Michigan’s per-capita Gross State Product growth rate from 2004 to 2005 ranked only 48th among the 50 states. According to the University of Michigan, the state will have lost 336,000 jobs between mid-2000 and the end of 2007. In 2006, according to Bureau of Labor Statistics data, the number of federal, state and local government employees in Michigan outnumbered manufacturing employees for a full-year for the first time since 1956, the first year BLS collected such data.
Some have recently argued that Michigan is not overtaxed. The highly respected Tax Foundation, however, places Michigan’s state and local tax burden above average — at 16th — among the 50 states. The Foundation also ranks Michigan’s single business tax as the worst corporate tax in the nation.

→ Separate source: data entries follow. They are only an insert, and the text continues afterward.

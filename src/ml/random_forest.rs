//! Random forest classifier: bootstrap-aggregated [`DecisionTree`]s.

use super::{Dataset, DecisionTree, TreeConfig};
use crate::error::{BacktestError, Result};
use rand::rngs::StdRng;
use rand::{Rng, SeedableRng};
use rayon::prelude::*;
use tracing::debug;

/// Random forest configuration
#[derive(Debug, Clone)]
pub struct ForestConfig {
    /// Number of trees
    pub n_trees: usize,
    /// Maximum depth per tree (None = unlimited)
    pub max_depth: Option<usize>,
    pub min_samples_split: usize,
    pub min_samples_leaf: usize,
    /// Features examined per split (None = floor(sqrt(n_features)))
    pub max_features: Option<usize>,
    /// Train each tree on a bootstrap resample
    pub bootstrap: bool,
    pub seed: u64,
}

impl Default for ForestConfig {
    fn default() -> Self {
        Self {
            n_trees: 100,
            max_depth: None,
            min_samples_split: 2,
            min_samples_leaf: 1,
            max_features: None,
            bootstrap: true,
            seed: 42,
        }
    }
}

/// Random Forest model
#[derive(Debug, Clone)]
pub struct RandomForest {
    config: ForestConfig,
    trees: Vec<DecisionTree>,
}

impl RandomForest {
    pub fn new(config: ForestConfig) -> Self {
        Self {
            config,
            trees: Vec::new(),
        }
    }

    /// Train the forest. Trees are grown in parallel; each one draws from its
    /// own RNG seeded from `seed + tree_index`, so results do not depend on
    /// thread scheduling.
    pub fn fit(&mut self, data: &Dataset) -> Result<()> {
        let n = data.n_samples();
        if n == 0 || data.n_features() == 0 {
            return Err(BacktestError::InsufficientData(
                "cannot fit a forest on an empty training set".to_string(),
            ));
        }
        if self.config.n_trees == 0 {
            return Err(BacktestError::ConfigError(
                "forest needs at least one tree".to_string(),
            ));
        }

        let max_features = self
            .config
            .max_features
            .unwrap_or_else(|| ((data.n_features() as f64).sqrt() as usize).max(1));
        let config = &self.config;

        self.trees = (0..config.n_trees)
            .into_par_iter()
            .map(|i| {
                let mut rng = StdRng::seed_from_u64(config.seed.wrapping_add(i as u64));
                let mut tree = DecisionTree::new(TreeConfig {
                    max_depth: config.max_depth,
                    min_samples_split: config.min_samples_split,
                    min_samples_leaf: config.min_samples_leaf,
                    max_features: Some(max_features),
                    seed: rng.gen(),
                });
                if config.bootstrap {
                    let sample: Vec<usize> = (0..n).map(|_| rng.gen_range(0..n)).collect();
                    tree.fit_indices(data, &sample);
                } else {
                    tree.fit(data);
                }
                tree
            })
            .collect();

        debug!(
            trees = self.trees.len(),
            samples = n,
            max_features,
            "random forest trained"
        );
        Ok(())
    }

    pub fn is_fitted(&self) -> bool {
        !self.trees.is_empty()
    }

    pub fn n_trees(&self) -> usize {
        self.trees.len()
    }

    /// Mean positive-class probability across trees.
    pub fn predict_proba_one(&self, features: &[f64]) -> f64 {
        if self.trees.is_empty() {
            return 0.5;
        }
        let total: f64 = self
            .trees
            .iter()
            .map(|t| t.predict_proba_one(features))
            .sum();
        total / self.trees.len() as f64
    }

    /// `+1.0` when the mean probability exceeds 0.5, else `-1.0`.
    pub fn predict_one(&self, features: &[f64]) -> f64 {
        if self.predict_proba_one(features) > 0.5 {
            1.0
        } else {
            -1.0
        }
    }

    pub fn predict(&self, rows: &[Vec<f64>]) -> Vec<f64> {
        rows.par_iter().map(|r| self.predict_one(r)).collect()
    }
}
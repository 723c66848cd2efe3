//! Simple Moving Average Crossover Strategy.
//!
//! Long while the short moving average sits above the long one, short while
//! it sits below, flat when they are equal or either is still warming up.

use crate::data::rolling_mean;
use crate::error::{BacktestError, Result};
use crate::frame::SignalFrame;
use crate::strategy::SignalGenerator;
use crate::types::Signal;

/// SMA Crossover Strategy.
///
/// # Parameters
/// - `short_window`: Period for the short moving average (default: 50)
/// - `long_window`: Period for the long moving average (default: 200)
#[derive(Debug, Clone)]
pub struct SmaCrossover {
    short_window: usize,
    long_window: usize,
}

impl SmaCrossover {
    /// Create a new SMA Crossover strategy.
    pub fn new(short_window: usize, long_window: usize) -> Result<Self> {
        if short_window == 0 || short_window >= long_window {
            return Err(BacktestError::ConfigError(format!(
                "SMA windows must satisfy 0 < short < long, got {}/{}",
                short_window, long_window
            )));
        }
        Ok(Self {
            short_window,
            long_window,
        })
    }

    /// Create with default parameters (50/200).
    pub fn default_params() -> Self {
        Self {
            short_window: 50,
            long_window: 200,
        }
    }
}

impl SignalGenerator for SmaCrossover {
    fn name(&self) -> &str {
        "SMA Crossover"
    }

    fn generate(&self, frame: &SignalFrame) -> Result<SignalFrame> {
        let closes = frame.closes();
        let short = rolling_mean(&closes, self.short_window);
        let long = rolling_mean(&closes, self.long_window);

        let signals = short
            .iter()
            .zip(&long)
            .map(|(s, l)| match (s, l) {
                (Some(s), Some(l)) if s > l => Signal::Long,
                (Some(s), Some(l)) if s < l => Signal::Short,
                _ => Signal::Flat,
            })
            .collect();

        frame
            .clone()
            .with_indicator(format!("SMA{}", self.short_window), short)?
            .with_indicator(format!("SMA{}", self.long_window), long)?
            .with_signals(signals)
    }

    fn parameters(&self) -> Vec<(String, String)> {
        vec![
            ("short_window".to_string(), self.short_window.to_string()),
            ("long_window".to_string(), self.long_window.to_string()),
        ]
    }
}

#[cfg(test)]
mod tests {
    use super::*;
    use crate::types::Bar;
    use chrono::{Duration, TimeZone, Utc};

    fn frame_from(closes: &[f64]) -> SignalFrame {
        let start = Utc.with_ymd_and_hms(2024, 1, 1, 0, 0, 0).unwrap();
        SignalFrame::new(
            closes
                .iter()
                .enumerate()
                .map(|(i, &c)| Bar::from_close(start + Duration::days(i as i64), c))
                .collect(),
        )
    }

    #[test]
    fn test_sma_crossover_creation() {
        let strategy = SmaCrossover::new(5, 20).unwrap();
        assert_eq!(strategy.short_window, 5);
        assert_eq!(strategy.long_window, 20);
        assert_eq!(SmaCrossover::default_params().long_window, 200);
    }

    #[test]
    fn test_invalid_windows() {
        assert!(SmaCrossover::new(20, 5).is_err());
        assert!(SmaCrossover::new(0, 5).is_err());
    }

    #[test]
    fn test_signals_follow_average_ordering() {
        let closes: Vec<f64> = (0..10).map(|i| 100.0 + i as f64).collect();
        let out = SmaCrossover::new(2, 4).unwrap().generate(&frame_from(&closes)).unwrap();
        let signals = out.signals().unwrap();

        // Warm-up rows stay flat and carry undefined indicators.
        assert_eq!(&signals[..3], &[Signal::Flat; 3]);
        assert!(!out.is_complete(2));
        // Rising prices keep the short average above the long one.
        assert!(signals[3..].iter().all(|&s| s == Signal::Long));
        assert!(out.indicator("SMA2").is_some());
        assert!(out.indicator("SMA4").is_some());
    }

    #[test]
    fn test_downtrend_goes_short() {
        let closes: Vec<f64> = (0..10).map(|i| 100.0 - i as f64).collect();
        let out = SmaCrossover::new(2, 4).unwrap().generate(&frame_from(&closes)).unwrap();
        assert_eq!(*out.signals().unwrap().last().unwrap(), Signal::Short);
    }

    #[test]
    fn test_input_frame_untouched() {
        let input = frame_from(&[1.0, 2.0, 3.0, 4.0, 5.0]);
        let _ = SmaCrossover::new(2, 3).unwrap().generate(&input).unwrap();
        assert!(!input.has_signals());
    }
}
//! Error types for the backtester.

use thiserror::Error;

/// Main error type for the backtester.
#[derive(Error, Debug)]
pub enum BacktestError {
    /// Invalid strategy selection or run configuration.
    #[error("Invalid configuration: {0}")]
    ConfigError(String),

    /// Too few valid bars to compute returns or metrics.
    #[error("Insufficient data: {0}")]
    InsufficientData(String),

    /// A signal generator did not attach a required column.
    #[error("Missing column: {0}")]
    MissingColumn(String),

    /// Price retrieval failed for a ticker (unknown symbol, empty result, ...).
    #[error("Provider error for {ticker}: {message}")]
    ProviderError { ticker: String, message: String },

    #[error("Data error: {0}")]
    DataError(String),

    #[error("CSV error: {0}")]
    CsvError(#[from] csv::Error),

    #[error("IO error: {0}")]
    IoError(#[from] std::io::Error),

    #[error("Date parsing error: {0}")]
    DateParseError(#[from] chrono::ParseError),

    #[error("Chart rendering error: {0}")]
    ChartError(String),

    #[error("JSON serialization error: {0}")]
    JsonError(#[from] serde_json::Error),

    #[error("TOML parsing error: {0}")]
    TomlError(#[from] toml::de::Error),

    #[error("TOML serialization error: {0}")]
    TomlSerError(#[from] toml::ser::Error),
}

impl BacktestError {
    /// Build a provider error for `ticker`.
    pub fn provider(ticker: impl Into<String>, message: impl Into<String>) -> Self {
        BacktestError::ProviderError {
            ticker: ticker.into(),
            message: message.into(),
        }
    }

    /// Short category label used when reporting per-ticker failures.
    pub fn kind(&self) -> &'static str {
        match self {
            BacktestError::ConfigError(_) => "ConfigurationError",
            BacktestError::InsufficientData(_) => "InsufficientData",
            BacktestError::MissingColumn(_) => "MissingColumn",
            BacktestError::ProviderError { .. } => "ProviderError",
            BacktestError::DataError(_)
            | BacktestError::CsvError(_)
            | BacktestError::DateParseError(_) => "DataError",
            BacktestError::IoError(_) => "IoError",
            BacktestError::ChartError(_) => "ChartError",
            BacktestError::JsonError(_)
            | BacktestError::TomlError(_)
            | BacktestError::TomlSerError(_) => "SerializationError",
        }
    }
}

/// Result type alias for backtester operations.
pub type Result<T> = std::result::Result<T, BacktestError>;
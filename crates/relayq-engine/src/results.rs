//! Keyed result records with bounded retention.

use crate::error::QueueResult;
use crate::redis::{keys, Broker};
use crate::task::TaskId;
use serde_json::Value;
use std::time::Duration;
use tracing::debug;

/// Result record time-to-live.
pub const RESULT_TTL: Duration = Duration::from_secs(24 * 60 * 60);

/// Stores handler results under `result:<task-id>` with a 24-hour TTL.
///
/// Result records are orthogonal to queue state; a missing record is a
/// normal outcome, not an error.
#[derive(Clone)]
pub struct ResultStore {
    broker: Broker,
}

impl ResultStore {
    /// Creates a result store over a broker adapter.
    pub fn new(broker: Broker) -> Self {
        Self { broker }
    }

    /// JSON-encodes `value` and writes it under the task's result key.
    pub async fn set_result(&self, task_id: &TaskId, value: &Value) -> QueueResult<()> {
        let encoded = serde_json::to_string(value)?;
        self.broker
            .set_with_ttl(&keys::result(task_id), &encoded, RESULT_TTL)
            .await?;
        debug!(task_id = %task_id, "Stored task result");
        Ok(())
    }

    /// Returns the raw JSON result, or `None` when absent or expired.
    pub async fn get_result(&self, task_id: &TaskId) -> QueueResult<Option<String>> {
        self.broker.get(&keys::result(task_id)).await
    }
}
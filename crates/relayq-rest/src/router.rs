//! Producer API router assembly.

use crate::{controllers::queue_controller, middleware::require_api_key, state::AppState};
use axum::{middleware, Router};
use tower_http::{
    cors::{Any, CorsLayer},
    trace::TraceLayer,
};
use tracing::info;

/// Builds the full producer API router.
///
/// Layer order matters: the CORS layer sits outside authentication so
/// browser preflight requests get their 200 before any key check runs.
pub fn create_router(state: AppState) -> Router {
    let router = queue_controller::router()
        .route_layer(middleware::from_fn_with_state(
            state.clone(),
            require_api_key,
        ))
        .layer(create_cors_layer())
        .layer(TraceLayer::new_for_http())
        .with_state(state);

    info!("Producer API router created");
    router
}

/// Permissive CORS: any origin, any method, any header.
fn create_cors_layer() -> CorsLayer {
    CorsLayer::new()
        .allow_origin(Any)
        .allow_methods(Any)
        .allow_headers(Any)
}
//! HTTP middleware.

mod auth;

pub use auth::require_api_key;
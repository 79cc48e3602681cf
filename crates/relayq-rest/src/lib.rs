//! HTTP producer surface for relayq.
//!
//! A thin adapter over the queue engine: it accepts task submissions and
//! cron registrations, and exposes results, queue depths, and head-of-queue
//! inspection. All queue semantics live in `relayq-engine`.

pub mod controllers;
pub mod middleware;
pub mod router;
pub mod state;

pub use router::create_router;
pub use state::AppState;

While the single business tax is set to expire at the end of the year, a replacement tax has not yet been finalized.
How do right-to-work states fair economically? Consider a few facts.
In 2006, seven of the eight states with the fastest job growth were right-to-work states. This is not just a single-year phenomenon. As the Mackinac Center pointed out in a 2002 study, states with such statutes enjoyed manufacturing job gains of 1.43 million between 1970 and 2000, while non right-to-work states witnessed declines of 2.18 million jobs. In a 1996 study, economist Thomas J. Holmes showed that between 1947 and 1996, right-to-work states saw their manufacturing employment rolls expand by 150 percent. States with compulsory unionism were stagnant.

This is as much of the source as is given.